The Federal Trade Commission once again has delayed enforcement of the Red Flags Rule, giving physicians until June 1, 2010, before they have to comply with new requirements aimed at preventing identity theft.
The rule, issued by the Federal Trade Commission (FTC) in 2007, most recently had been scheduled to go into effect Nov. 1, 2009. But this is not the first time that the FTC has delayed the enforcement date. The agency has been pushing back enforcement of the rule every few months for about a year.
Congress has been working on a legislative solution to exempt some physician practices and other small businesses from the identity theft requirements.

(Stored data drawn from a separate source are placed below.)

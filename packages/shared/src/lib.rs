//! Utilities shared by the buddyline crates: logging, clock and nonce sources.

pub mod logger;
pub mod nonce;
pub mod time;
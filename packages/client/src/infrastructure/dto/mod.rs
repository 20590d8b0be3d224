//! Data Transfer Objects for the site's requests and responses.
//!
//! - `form`: query strings and form bodies per endpoint
//! - `presence`: buddy list entries

pub mod form;
pub mod presence;

pub use form::FormFields;
pub use presence::BuddyPresenceDto;
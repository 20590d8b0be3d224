//! HTTP implementation of the `ChatGateway` trait.

pub mod config;
mod reqwest_gateway;

pub use config::GatewayConfig;
pub use reqwest_gateway::ReqwestChatGateway;
//! Error types for the interactive client.

use thiserror::Error;

use crate::{
    domain::{GatewayError, ValueObjectError},
    usecase::{LoginError, RequestError},
};

/// Fatal client errors; any of these ends the command loop
#[derive(Debug, Error)]
pub enum ClientError {
    #[error("login failed: {0}")]
    Login(#[from] LoginError),

    #[error("request failed: {0}")]
    Request(#[from] RequestError),

    #[error("gateway setup failed: {0}")]
    Gateway(#[from] GatewayError),

    /// Credential prompt could not read from the terminal
    #[error("prompt error: {0}")]
    Prompt(String),

    /// Line editor failure other than Ctrl-C / Ctrl-D
    #[error("readline error: {0}")]
    Readline(String),
}

/// Malformed command line; reported to the user and the loop continues
#[derive(Debug, Clone, Error, PartialEq, Eq)]
pub enum CommandError {
    #[error("Unknown command '{0}'")]
    Unknown(String),

    #[error("Missing {argument} for '{command}'")]
    MissingArgument {
        command: &'static str,
        argument: &'static str,
    },

    #[error("Invalid contact id: {0}")]
    InvalidTarget(#[from] ValueObjectError),
}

On Oct. 20, the House passed a bill (H.R. 3763) that would exempt physician practices with 20 or fewer employees–as well as small accounting and legal practices–from the Red Flags Rule. The Senate has yet to act on the bill. The rule also is being challenged in court. On Oct. 30, the U.S. District Court for the District of Columbia ruled that the FTC could not apply the regulation to lawyers.
Under the Red Flags Rule, all creditors, including physician practices, must establish a written identify theft–prevention program to protect consumers. The Red Flags Rule requires physician offices and other health care institutions to conduct risk assessments to determine their vulnerabilities to identity theft and respond to those risks.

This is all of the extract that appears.